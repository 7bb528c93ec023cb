//! `GET /api/v1/agents/tunnels/{tunnel_id}` — the agent-initiated side of
//! a VNC tunnel. The agent dials this endpoint in response to an
//! `open_vnc_tunnel` command; once matched against a waiting browser
//! connection, raw binary frames are piped through `vnc::bridge` in both
//! directions until either side closes.

use axum::extract::ws::{Message, WebSocket};
use axum::extract::{Path, State, WebSocketUpgrade};
use axum::response::IntoResponse;
use futures::{SinkExt, StreamExt};
use tokio::sync::mpsc;
use tracing::{info, warn};

use crate::vnc::AgentSide;
use crate::AppState;

const TUNNEL_CHANNEL_CAPACITY: usize = 32;

pub async fn tunnel_ws_handler(
    ws: WebSocketUpgrade,
    Path(tunnel_id): Path<String>,
    State(state): State<AppState>,
) -> impl IntoResponse {
    ws.on_upgrade(move |socket| handle_tunnel_connection(socket, state, tunnel_id))
}

async fn handle_tunnel_connection(socket: WebSocket, state: AppState, tunnel_id: String) {
    let (mut ws_sink, mut ws_stream) = socket.split();

    let (to_agent_tx, mut to_agent_rx) = mpsc::channel::<Vec<u8>>(TUNNEL_CHANNEL_CAPACITY);
    let (from_agent_tx, from_agent_rx) = mpsc::channel::<Vec<u8>>(TUNNEL_CHANNEL_CAPACITY);

    if !state.vnc.match_agent_side(
        &tunnel_id,
        AgentSide {
            to_agent: to_agent_tx,
            from_agent: from_agent_rx,
        },
    ) {
        warn!(%tunnel_id, "agent tunnel arrived with no waiting browser side; closing");
        let _ = ws_sink.close().await;
        return;
    }
    info!(%tunnel_id, "agent tunnel matched");

    let writer = tokio::spawn(async move {
        while let Some(frame) = to_agent_rx.recv().await {
            if ws_sink.send(Message::Binary(frame.into())).await.is_err() {
                break;
            }
        }
    });

    loop {
        match ws_stream.next().await {
            Some(Ok(Message::Binary(data))) => {
                if from_agent_tx.send(data.into()).await.is_err() {
                    break;
                }
            }
            Some(Ok(Message::Close(_))) | None => break,
            Some(Err(e)) => {
                warn!(%tunnel_id, error = %e, "agent tunnel websocket error");
                break;
            }
            _ => {}
        }
    }

    writer.abort();
    state.vnc.close_tunnel(&tunnel_id);
    info!(%tunnel_id, "agent tunnel closed");
}
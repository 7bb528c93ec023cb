//! `GET /api/v1/agents/connect` — the agent side of the Agent Hub. Runs a
//! reader loop paired with an outbound-forwarding task, implementing the
//! handshake → heartbeat → liveness protocol, with the per-connection
//! state machine `handshaking → active → draining → closed` collapsed
//! into this single task: `draining` is the short window between
//! detecting a close condition and actually returning, during which no
//! new outbound sends are attempted.

use std::sync::atomic::{AtomicU32, Ordering};
use std::time::Duration;

use axum::extract::ws::{Message, WebSocket};
use axum::extract::{State, WebSocketUpgrade};
use axum::response::IntoResponse;
use chrono::Utc;
use futures::{SinkExt, StreamExt};
use streamspace_protocol::{AgentMessage, AgentStatus, HubMessage};
use tokio::sync::mpsc;
use tokio::time::timeout;
use tracing::{info, warn};
use uuid::Uuid;

use crate::dispatcher;
use crate::session;
use crate::AppState;

const HANDSHAKE_DEADLINE: Duration = Duration::from_secs(10);

pub async fn agent_ws_handler(ws: WebSocketUpgrade, State(state): State<AppState>) -> impl IntoResponse {
    ws.on_upgrade(move |socket| handle_agent_connection(socket, state))
}

async fn handle_agent_connection(socket: WebSocket, state: AppState) {
    let (mut ws_sink, mut ws_stream) = socket.split();

    let register = match timeout(HANDSHAKE_DEADLINE, ws_stream.next()).await {
        Ok(Some(Ok(Message::Text(text)))) => serde_json::from_str::<AgentMessage>(&text).ok(),
        _ => None,
    };
    let register = match register {
        Some(AgentMessage::Register(r)) => r,
        _ => {
            warn!("agent handshake missing or invalid within deadline; closing");
            let _ = ws_sink.close().await;
            return;
        }
    };
    let identity = register.identity.clone();

    match state.hub.register(&identity, register.platform).await {
        Ok(true) => {}
        Ok(false) => {
            warn!(identity = %identity, "agent registration rejected: bound fresh on another replica");
            let _ = ws_sink.close().await;
            return;
        }
        Err(e) => {
            warn!(identity = %identity, error = %e, "agent registration store error");
            let _ = ws_sink.close().await;
            return;
        }
    }

    if let Err(e) = dispatcher::reconcile_agent_reconnect(state.store.as_ref(), &identity).await {
        warn!(identity = %identity, error = %e, "reconnection reconciliation failed");
    }
    info!(identity = %identity, platform = ?register.platform, "agent registered");

    let (tx, mut rx) = mpsc::channel::<HubMessage>(64);
    state.hub.attach_local(&identity, tx.clone());

    let outbound = tokio::spawn(async move {
        while let Some(msg) = rx.recv().await {
            let text = match serde_json::to_string(&msg) {
                Ok(t) => t,
                Err(e) => {
                    tracing::error!(error = %e, "failed to serialize hub message");
                    continue;
                }
            };
            if ws_sink.send(Message::Text(text.into())).await.is_err() {
                break;
            }
        }
    });

    let _ = tx
        .send(HubMessage::Config {
            heartbeat_interval_s: state.config.heartbeat_interval_s,
            ping_timeout_s: state.config.ping_timeout_s,
        })
        .await;

    let missed_pings = AtomicU32::new(0);
    // Two missed pings close the socket, so the ping cadence is
    // half the configured timeout.
    let mut ticker = tokio::time::interval(state.config.ping_timeout() / 2);
    ticker.tick().await;

    loop {
        tokio::select! {
            frame = ws_stream.next() => {
                match frame {
                    Some(Ok(Message::Text(text))) => {
                        match serde_json::from_str::<AgentMessage>(&text) {
                            Ok(msg) => handle_agent_message(&state, &identity, &missed_pings, msg).await,
                            Err(e) => warn!(identity = %identity, error = %e, "dropping malformed agent message"),
                        }
                    }
                    Some(Ok(Message::Close(_))) | None => break,
                    Some(Err(e)) => {
                        warn!(identity = %identity, error = %e, "agent websocket error");
                        break;
                    }
                    _ => {}
                }
            }
            _ = ticker.tick() => {
                if missed_pings.fetch_add(1, Ordering::SeqCst) >= 2 {
                    warn!(identity = %identity, "two missed pings; closing agent connection");
                    break;
                }
                let nonce = Uuid::new_v4().to_string();
                if tx.send(HubMessage::Ping { nonce }).await.is_err() {
                    break;
                }
            }
        }
    }

    info!(identity = %identity, "agent disconnected");
    outbound.abort();
    // Liveness is the sweeper's job, not this task's: a reconnect may
    // already have re-registered this identity (possibly on another
    // replica) before this task notices its own socket is gone, and
    // marking offline/clearing the registry here would clobber that
    // fresh binding. `detach_local` only drops this replica's transient
    // connection-table entry, same as hub.rs documents.
    state.hub.detach_local(&identity);
}

async fn handle_agent_message(state: &AppState, identity: &str, missed_pings: &AtomicU32, msg: AgentMessage) {
    match msg {
        AgentMessage::Register(_) => {
            // Re-handshake on an already-active connection; nothing to do.
        }
        AgentMessage::Heartbeat { status: AgentStatus::Online, active_sessions, .. } => {
            if let Err(e) = state.store.record_heartbeat(identity, active_sessions, Utc::now()).await {
                warn!(identity = %identity, error = %e, "failed to record heartbeat");
            }
        }
        AgentMessage::CommandAck { command_id, result, detail } => {
            if let Err(e) = dispatcher::acknowledge(state.store.as_ref(), command_id, result, detail).await {
                warn!(identity = %identity, command_id, error = %e, "failed to acknowledge command");
            }
        }
        AgentMessage::SessionEvent { session_id, phase, detail } => {
            if let Err(e) =
                session::apply_agent_event(state.store.as_ref(), state.quota.as_ref(), &session_id, phase, detail).await
            {
                warn!(identity = %identity, session_id = %session_id, error = %e, "contract violation applying session event");
            }
        }
        AgentMessage::Activity { session_id, .. } => {
            if let Err(e) = session::record_activity(state.store.as_ref(), &session_id).await {
                warn!(identity = %identity, session_id = %session_id, error = %e, "failed to record activity");
            }
        }
        AgentMessage::Pong { .. } => {
            missed_pings.store(0, Ordering::SeqCst);
        }
    }
}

------------------------------

### Problem to work on:
Pull every line with the string "const" out of the material.

### Response to this task:
const TUNNEL_CHANNEL_CAPACITY: usize = 32;
const HANDSHAKE_DEADLINE: Duration = Duration::from_secs(10);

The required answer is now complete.